- Opening Delimiter -

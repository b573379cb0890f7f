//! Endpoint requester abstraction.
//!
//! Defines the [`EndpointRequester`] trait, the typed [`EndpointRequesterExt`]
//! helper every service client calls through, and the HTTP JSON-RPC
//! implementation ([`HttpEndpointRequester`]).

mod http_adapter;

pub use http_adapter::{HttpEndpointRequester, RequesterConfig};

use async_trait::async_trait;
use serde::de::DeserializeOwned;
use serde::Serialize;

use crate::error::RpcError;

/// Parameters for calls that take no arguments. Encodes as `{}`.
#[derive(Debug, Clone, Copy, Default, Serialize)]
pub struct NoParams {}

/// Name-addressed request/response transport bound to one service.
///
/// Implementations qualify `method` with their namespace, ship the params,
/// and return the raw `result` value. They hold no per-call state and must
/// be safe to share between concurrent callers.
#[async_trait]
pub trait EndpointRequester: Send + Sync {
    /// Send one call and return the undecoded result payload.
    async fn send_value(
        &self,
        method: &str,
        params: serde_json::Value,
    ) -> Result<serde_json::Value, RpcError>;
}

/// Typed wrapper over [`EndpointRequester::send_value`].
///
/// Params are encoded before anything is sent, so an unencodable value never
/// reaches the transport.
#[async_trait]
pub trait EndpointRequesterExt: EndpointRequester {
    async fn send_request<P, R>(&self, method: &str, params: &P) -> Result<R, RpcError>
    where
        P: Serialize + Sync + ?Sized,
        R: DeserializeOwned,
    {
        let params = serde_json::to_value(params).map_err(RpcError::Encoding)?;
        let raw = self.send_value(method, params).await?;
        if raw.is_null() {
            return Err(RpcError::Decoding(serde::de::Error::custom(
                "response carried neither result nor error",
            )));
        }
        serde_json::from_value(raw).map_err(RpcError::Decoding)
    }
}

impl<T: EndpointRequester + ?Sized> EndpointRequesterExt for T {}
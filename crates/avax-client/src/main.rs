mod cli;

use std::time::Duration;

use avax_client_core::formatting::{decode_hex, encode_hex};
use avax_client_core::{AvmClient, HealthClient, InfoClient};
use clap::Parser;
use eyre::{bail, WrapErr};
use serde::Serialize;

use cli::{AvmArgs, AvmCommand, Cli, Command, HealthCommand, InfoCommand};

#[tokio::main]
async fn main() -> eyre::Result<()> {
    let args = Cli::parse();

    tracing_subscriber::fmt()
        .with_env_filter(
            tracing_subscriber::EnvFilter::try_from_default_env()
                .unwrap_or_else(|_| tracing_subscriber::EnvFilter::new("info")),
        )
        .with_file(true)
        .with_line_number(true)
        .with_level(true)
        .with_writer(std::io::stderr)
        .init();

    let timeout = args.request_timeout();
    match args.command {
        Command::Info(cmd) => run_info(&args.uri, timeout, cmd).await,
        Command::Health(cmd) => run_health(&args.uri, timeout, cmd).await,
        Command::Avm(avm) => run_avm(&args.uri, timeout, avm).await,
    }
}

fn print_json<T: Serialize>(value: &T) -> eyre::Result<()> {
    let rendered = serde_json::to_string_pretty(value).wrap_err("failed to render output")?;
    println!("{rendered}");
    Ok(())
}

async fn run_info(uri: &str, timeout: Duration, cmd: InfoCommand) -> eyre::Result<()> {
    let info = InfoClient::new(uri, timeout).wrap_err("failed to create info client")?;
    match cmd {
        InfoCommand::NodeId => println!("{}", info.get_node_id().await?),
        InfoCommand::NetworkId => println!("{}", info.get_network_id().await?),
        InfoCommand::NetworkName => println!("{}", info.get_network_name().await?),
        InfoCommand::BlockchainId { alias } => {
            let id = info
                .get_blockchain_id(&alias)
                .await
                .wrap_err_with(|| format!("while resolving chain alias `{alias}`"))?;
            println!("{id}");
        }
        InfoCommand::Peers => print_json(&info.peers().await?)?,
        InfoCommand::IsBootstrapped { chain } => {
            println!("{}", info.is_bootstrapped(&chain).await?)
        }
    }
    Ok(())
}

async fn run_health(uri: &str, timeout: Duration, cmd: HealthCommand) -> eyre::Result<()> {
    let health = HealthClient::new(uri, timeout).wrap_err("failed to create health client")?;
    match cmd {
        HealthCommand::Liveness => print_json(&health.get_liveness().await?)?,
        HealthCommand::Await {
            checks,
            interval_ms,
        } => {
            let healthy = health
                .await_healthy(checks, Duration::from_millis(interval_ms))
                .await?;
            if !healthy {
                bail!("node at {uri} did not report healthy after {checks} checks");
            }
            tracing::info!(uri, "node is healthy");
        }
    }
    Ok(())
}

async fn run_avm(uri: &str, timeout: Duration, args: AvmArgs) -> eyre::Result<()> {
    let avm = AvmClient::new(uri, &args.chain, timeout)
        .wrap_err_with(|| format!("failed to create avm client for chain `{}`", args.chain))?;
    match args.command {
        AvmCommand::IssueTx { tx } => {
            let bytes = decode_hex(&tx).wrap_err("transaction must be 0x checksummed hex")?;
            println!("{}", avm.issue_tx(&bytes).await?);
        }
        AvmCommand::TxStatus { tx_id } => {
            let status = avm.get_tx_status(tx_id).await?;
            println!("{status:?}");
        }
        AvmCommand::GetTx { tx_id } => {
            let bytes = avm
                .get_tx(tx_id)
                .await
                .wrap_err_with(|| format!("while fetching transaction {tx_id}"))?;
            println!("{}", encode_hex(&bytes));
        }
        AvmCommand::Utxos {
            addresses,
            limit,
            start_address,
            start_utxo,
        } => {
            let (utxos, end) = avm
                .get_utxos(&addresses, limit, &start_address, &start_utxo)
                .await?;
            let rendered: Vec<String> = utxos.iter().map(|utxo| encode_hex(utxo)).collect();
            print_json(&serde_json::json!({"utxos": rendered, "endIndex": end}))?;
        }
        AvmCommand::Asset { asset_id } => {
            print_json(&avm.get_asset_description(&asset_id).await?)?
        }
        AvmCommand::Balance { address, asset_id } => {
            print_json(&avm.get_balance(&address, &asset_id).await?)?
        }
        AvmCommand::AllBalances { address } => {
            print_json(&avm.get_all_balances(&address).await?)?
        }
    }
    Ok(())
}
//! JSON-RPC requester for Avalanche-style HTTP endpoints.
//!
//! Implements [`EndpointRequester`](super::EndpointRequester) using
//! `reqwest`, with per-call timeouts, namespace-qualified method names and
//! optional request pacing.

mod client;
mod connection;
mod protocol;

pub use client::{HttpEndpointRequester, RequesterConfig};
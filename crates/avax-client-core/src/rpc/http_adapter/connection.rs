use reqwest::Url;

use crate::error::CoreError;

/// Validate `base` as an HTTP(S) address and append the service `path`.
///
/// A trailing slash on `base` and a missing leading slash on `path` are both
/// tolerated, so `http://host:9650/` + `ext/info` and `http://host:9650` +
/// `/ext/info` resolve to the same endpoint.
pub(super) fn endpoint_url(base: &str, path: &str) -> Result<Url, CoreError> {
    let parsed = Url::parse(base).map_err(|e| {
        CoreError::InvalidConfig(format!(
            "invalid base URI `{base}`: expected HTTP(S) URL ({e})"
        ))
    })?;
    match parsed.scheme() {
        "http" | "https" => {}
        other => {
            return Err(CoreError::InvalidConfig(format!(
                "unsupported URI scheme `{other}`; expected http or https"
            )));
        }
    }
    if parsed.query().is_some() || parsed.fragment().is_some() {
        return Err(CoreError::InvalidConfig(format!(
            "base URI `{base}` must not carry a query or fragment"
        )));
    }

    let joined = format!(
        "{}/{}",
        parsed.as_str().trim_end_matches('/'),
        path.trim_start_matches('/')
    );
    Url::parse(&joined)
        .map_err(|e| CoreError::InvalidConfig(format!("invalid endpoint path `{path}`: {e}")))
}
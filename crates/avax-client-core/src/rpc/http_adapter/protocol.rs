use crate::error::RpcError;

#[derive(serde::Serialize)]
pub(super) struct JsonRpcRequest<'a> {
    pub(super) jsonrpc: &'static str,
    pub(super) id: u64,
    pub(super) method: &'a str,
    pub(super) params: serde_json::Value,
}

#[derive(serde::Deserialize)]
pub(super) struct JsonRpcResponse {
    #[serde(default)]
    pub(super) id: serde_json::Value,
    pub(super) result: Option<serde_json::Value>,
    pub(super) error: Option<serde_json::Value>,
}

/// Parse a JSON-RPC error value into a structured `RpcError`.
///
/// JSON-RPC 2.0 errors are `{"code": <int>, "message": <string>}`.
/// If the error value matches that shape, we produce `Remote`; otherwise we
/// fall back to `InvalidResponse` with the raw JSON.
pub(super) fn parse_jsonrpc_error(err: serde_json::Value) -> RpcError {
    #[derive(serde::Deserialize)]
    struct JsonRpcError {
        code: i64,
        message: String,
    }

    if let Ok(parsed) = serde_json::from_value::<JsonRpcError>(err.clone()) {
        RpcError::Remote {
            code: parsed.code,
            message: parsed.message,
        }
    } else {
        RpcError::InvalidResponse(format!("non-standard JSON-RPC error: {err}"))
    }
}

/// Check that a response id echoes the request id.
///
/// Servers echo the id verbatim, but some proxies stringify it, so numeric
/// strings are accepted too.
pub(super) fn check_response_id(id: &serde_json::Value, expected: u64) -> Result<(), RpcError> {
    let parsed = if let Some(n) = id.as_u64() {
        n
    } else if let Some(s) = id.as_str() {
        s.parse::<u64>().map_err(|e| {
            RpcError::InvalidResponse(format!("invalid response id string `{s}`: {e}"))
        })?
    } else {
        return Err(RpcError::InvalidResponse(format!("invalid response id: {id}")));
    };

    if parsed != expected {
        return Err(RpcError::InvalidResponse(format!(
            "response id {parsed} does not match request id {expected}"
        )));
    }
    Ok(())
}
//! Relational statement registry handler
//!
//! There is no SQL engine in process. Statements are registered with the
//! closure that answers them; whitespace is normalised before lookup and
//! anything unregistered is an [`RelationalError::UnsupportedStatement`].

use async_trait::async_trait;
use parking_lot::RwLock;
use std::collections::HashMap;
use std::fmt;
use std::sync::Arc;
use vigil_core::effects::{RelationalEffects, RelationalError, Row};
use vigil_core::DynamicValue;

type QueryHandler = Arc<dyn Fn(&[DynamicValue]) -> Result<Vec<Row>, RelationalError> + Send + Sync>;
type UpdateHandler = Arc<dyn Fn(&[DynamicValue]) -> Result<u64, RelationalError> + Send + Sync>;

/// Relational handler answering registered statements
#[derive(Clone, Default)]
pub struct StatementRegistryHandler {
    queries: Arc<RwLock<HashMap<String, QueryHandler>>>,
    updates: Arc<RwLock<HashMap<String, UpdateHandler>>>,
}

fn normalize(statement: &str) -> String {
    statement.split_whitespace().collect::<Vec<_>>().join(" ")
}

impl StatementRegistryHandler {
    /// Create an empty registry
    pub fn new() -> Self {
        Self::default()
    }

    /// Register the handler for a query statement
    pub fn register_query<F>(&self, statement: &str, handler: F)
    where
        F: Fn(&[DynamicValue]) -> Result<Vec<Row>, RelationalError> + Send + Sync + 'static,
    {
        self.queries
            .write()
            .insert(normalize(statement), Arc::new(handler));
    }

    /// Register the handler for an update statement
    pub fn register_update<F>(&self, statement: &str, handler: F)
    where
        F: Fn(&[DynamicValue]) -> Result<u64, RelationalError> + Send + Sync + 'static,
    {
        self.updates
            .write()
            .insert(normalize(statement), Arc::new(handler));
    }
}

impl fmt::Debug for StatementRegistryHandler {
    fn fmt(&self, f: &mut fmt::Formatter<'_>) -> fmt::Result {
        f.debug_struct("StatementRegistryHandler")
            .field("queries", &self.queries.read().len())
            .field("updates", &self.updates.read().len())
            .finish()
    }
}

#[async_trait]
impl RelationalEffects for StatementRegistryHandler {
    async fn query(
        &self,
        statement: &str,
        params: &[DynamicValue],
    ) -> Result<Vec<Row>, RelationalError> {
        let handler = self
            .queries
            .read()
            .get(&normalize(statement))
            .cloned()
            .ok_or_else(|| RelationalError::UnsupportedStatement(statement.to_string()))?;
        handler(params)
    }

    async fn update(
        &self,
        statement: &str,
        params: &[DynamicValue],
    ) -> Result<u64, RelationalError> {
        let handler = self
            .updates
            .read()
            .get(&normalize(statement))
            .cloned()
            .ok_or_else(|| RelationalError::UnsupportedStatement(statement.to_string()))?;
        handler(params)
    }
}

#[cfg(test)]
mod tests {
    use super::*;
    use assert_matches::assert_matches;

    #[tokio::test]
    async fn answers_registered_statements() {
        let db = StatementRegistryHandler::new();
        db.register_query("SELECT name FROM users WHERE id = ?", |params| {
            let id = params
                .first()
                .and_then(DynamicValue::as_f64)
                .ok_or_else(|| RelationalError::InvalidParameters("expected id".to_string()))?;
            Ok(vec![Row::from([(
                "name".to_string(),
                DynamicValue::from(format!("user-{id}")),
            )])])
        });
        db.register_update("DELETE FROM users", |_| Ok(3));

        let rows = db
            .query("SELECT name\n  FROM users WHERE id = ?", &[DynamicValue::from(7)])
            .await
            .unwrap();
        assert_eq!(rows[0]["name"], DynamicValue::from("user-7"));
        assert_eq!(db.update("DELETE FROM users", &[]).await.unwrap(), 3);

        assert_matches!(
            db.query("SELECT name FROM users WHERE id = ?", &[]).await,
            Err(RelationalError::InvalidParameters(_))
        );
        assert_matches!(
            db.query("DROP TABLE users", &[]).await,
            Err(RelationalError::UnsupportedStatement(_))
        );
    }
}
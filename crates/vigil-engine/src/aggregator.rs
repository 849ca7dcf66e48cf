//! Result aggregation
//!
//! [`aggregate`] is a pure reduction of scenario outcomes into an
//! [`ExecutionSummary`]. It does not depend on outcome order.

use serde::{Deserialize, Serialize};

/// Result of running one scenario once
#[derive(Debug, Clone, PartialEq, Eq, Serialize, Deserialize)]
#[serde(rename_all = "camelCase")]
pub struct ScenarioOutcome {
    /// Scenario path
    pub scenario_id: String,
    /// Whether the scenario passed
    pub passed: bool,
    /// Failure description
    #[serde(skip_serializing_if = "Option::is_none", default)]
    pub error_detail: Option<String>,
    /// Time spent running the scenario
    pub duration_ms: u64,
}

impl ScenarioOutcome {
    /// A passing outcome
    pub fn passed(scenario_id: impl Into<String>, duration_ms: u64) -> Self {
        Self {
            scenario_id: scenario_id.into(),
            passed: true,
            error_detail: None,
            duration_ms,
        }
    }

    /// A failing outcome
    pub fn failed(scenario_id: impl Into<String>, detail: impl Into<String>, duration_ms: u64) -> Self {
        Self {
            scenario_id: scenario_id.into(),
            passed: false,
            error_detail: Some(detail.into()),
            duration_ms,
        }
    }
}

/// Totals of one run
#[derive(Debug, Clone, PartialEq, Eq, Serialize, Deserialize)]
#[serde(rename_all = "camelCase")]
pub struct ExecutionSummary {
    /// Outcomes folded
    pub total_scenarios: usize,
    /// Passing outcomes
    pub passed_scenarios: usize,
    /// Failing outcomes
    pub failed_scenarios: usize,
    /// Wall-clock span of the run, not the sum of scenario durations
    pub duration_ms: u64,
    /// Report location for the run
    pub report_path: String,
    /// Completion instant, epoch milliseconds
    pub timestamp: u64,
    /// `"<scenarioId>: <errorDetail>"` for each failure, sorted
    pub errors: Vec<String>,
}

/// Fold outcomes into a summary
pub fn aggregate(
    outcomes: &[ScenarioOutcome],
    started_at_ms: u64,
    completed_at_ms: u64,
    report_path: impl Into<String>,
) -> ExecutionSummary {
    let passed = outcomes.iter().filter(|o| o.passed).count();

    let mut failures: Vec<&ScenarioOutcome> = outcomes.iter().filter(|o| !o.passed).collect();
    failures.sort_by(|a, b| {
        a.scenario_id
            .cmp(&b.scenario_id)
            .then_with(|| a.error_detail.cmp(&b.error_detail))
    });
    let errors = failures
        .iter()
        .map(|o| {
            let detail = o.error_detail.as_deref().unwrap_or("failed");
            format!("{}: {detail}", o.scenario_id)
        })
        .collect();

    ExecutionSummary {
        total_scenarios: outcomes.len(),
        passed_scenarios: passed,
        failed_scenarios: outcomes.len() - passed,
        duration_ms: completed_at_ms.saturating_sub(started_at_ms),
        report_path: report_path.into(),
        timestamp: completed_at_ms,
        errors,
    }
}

- Closing Delimiter -

- [WORK REQUIRED]
Read through the listing and copy each line in which the word "reqwest" occurs.

- [ANSWER TO THE PROBLEM]
//! `reqwest`, with per-call timeouts, namespace-qualified method names and
use reqwest::Url;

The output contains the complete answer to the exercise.